• WHAT IS NEEDED:
All lines with the word "Opens" must be pulled from the entries below.

• INFORMATION PROVIDED:
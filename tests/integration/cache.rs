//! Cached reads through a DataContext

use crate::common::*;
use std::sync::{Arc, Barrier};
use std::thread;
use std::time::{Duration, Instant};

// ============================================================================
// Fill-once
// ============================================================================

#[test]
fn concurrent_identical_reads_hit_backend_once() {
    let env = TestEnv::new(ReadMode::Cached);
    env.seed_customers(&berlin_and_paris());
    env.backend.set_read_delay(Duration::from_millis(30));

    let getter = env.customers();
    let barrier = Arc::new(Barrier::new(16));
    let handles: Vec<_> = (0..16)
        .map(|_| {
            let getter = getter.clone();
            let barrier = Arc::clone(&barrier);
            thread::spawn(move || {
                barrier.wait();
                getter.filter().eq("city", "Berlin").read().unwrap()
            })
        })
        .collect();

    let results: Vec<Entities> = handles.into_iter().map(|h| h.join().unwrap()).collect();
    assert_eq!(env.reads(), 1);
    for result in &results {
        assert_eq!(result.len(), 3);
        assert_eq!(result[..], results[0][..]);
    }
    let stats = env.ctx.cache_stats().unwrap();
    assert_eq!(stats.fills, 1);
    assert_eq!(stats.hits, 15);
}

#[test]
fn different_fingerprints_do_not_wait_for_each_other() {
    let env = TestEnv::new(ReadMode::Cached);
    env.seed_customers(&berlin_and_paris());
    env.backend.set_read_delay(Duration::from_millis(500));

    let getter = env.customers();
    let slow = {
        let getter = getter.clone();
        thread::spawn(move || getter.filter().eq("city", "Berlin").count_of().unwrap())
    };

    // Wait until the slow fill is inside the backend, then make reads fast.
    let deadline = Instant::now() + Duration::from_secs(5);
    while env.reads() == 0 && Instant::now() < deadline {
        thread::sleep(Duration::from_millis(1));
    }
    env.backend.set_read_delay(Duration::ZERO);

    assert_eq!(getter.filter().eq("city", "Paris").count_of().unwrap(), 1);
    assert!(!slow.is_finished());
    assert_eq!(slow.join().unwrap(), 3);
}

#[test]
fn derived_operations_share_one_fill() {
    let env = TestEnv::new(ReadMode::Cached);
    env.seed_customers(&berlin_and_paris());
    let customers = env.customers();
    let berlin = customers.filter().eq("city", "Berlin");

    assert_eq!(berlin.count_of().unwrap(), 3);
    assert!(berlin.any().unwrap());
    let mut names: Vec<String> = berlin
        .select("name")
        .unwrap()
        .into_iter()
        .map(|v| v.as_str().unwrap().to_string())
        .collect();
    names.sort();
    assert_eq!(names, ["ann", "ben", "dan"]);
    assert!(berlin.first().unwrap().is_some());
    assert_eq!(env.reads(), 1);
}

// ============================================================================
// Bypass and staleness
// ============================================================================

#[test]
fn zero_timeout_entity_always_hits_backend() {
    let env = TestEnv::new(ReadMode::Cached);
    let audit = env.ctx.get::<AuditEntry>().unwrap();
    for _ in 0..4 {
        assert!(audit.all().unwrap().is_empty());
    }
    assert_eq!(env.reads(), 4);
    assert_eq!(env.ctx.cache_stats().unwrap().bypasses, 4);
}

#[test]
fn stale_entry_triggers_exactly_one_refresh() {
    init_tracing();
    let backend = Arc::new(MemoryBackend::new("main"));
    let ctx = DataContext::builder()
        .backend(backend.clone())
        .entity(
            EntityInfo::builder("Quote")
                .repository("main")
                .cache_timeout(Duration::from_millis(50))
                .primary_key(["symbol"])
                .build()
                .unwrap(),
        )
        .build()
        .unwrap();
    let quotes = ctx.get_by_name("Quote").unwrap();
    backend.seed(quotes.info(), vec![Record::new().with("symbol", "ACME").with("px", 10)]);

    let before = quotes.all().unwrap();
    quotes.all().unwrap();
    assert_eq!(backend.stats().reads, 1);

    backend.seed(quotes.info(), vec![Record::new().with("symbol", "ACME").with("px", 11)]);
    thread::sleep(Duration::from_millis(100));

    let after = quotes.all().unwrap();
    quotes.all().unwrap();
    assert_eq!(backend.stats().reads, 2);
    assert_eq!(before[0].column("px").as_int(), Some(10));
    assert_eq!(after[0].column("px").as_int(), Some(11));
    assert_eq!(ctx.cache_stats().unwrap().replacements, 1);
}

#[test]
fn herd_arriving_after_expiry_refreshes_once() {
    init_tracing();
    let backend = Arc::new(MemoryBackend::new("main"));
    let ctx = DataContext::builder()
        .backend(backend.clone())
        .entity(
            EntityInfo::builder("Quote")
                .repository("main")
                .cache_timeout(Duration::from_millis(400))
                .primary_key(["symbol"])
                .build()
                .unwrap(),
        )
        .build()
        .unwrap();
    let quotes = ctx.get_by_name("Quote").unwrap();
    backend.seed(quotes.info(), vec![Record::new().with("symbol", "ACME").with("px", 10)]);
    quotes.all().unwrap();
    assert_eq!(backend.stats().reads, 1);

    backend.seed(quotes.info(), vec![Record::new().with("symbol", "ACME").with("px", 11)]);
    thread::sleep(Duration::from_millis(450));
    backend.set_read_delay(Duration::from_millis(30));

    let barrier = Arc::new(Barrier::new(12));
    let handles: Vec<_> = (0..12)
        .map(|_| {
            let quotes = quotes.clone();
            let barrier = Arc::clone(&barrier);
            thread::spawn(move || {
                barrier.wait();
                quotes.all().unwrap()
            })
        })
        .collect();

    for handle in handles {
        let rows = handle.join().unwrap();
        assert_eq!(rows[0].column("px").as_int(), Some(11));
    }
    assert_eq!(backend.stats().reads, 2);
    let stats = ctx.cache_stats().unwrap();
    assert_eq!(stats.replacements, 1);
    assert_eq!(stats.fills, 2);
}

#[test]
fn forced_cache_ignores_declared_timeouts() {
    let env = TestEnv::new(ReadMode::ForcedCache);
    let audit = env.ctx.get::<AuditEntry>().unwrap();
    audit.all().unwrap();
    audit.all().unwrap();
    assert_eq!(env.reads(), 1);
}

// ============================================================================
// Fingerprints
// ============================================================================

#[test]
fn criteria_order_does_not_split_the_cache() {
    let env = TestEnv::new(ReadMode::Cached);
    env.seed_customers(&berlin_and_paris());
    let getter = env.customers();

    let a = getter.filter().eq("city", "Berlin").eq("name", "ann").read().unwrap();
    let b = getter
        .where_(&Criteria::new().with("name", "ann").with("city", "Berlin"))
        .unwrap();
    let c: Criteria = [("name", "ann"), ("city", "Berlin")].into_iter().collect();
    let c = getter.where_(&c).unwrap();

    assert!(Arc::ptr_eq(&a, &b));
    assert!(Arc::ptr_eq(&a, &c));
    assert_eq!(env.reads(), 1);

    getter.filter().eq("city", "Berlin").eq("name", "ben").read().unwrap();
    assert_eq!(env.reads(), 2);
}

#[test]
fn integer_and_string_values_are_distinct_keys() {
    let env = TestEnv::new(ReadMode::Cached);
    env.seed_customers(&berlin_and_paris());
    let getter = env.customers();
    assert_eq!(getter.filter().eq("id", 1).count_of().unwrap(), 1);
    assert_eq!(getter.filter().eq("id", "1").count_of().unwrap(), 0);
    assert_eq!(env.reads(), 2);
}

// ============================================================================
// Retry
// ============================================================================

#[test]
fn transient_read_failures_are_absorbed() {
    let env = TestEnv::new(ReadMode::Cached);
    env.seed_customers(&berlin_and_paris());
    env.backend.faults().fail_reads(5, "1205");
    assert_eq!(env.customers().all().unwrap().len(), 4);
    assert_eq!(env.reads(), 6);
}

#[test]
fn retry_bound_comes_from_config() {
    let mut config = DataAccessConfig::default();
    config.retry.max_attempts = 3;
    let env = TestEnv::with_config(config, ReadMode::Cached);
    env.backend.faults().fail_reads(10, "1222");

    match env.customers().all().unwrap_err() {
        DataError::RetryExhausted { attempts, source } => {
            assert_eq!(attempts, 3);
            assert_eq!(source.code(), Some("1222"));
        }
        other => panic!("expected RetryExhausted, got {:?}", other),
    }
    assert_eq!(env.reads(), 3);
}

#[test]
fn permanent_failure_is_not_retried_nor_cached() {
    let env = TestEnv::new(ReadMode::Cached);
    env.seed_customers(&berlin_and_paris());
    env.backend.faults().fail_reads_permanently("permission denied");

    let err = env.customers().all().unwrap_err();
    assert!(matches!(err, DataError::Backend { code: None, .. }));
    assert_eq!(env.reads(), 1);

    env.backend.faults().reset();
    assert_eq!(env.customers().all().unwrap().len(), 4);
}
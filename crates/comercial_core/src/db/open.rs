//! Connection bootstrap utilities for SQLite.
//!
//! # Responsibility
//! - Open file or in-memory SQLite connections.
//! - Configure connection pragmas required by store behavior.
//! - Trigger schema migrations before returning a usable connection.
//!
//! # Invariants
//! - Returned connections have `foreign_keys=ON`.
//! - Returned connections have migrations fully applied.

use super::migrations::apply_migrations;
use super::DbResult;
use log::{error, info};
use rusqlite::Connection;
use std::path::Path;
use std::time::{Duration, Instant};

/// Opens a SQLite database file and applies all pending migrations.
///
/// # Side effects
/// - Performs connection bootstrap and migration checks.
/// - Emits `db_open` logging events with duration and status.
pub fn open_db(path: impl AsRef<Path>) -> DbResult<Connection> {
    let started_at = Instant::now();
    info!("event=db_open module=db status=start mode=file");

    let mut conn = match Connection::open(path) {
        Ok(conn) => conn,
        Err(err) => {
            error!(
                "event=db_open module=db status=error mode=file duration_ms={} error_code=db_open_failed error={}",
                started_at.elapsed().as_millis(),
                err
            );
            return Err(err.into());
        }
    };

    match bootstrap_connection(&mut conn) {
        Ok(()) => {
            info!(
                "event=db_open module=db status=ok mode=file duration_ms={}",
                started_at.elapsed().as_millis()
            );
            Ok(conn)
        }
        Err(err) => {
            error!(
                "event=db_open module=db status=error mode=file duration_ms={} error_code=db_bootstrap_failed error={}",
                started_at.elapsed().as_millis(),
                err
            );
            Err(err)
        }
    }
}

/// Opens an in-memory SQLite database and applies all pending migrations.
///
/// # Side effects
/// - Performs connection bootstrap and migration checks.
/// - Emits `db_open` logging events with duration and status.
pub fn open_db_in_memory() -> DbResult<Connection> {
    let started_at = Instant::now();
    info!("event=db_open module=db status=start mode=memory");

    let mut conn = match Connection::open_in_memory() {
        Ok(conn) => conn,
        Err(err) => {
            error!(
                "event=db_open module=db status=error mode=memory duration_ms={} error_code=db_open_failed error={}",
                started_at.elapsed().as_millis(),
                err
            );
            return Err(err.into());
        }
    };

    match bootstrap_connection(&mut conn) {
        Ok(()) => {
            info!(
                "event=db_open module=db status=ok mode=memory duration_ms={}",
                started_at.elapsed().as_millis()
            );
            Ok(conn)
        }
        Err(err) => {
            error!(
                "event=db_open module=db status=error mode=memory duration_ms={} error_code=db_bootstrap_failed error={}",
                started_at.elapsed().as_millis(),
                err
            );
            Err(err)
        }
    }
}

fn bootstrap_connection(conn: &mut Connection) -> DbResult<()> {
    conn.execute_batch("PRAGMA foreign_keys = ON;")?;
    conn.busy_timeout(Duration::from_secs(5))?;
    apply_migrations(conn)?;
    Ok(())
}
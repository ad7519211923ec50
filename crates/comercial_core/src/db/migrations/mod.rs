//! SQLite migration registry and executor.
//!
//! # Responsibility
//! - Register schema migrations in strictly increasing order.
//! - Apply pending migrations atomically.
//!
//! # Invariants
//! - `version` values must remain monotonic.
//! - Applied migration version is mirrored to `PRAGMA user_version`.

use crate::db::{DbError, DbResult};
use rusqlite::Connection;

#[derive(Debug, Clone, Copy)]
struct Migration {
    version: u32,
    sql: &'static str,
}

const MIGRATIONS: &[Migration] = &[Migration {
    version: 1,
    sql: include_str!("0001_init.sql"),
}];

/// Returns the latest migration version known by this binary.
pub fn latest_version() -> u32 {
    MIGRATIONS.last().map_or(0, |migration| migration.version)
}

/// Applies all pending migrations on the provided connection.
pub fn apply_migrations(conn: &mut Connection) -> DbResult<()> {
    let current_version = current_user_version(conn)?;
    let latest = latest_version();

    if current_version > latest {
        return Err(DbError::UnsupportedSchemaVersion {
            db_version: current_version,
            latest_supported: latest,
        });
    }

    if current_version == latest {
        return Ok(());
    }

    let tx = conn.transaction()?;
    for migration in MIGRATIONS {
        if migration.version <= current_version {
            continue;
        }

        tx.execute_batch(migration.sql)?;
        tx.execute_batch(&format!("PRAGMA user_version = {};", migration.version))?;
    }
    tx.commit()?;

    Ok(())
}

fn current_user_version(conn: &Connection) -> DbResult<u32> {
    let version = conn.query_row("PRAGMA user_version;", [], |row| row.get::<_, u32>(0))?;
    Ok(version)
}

• ANSWER SPACE:
/// Opens a SQLite database file and applies all pending migrations.
/// Opens an in-memory SQLite database and applies all pending migrations.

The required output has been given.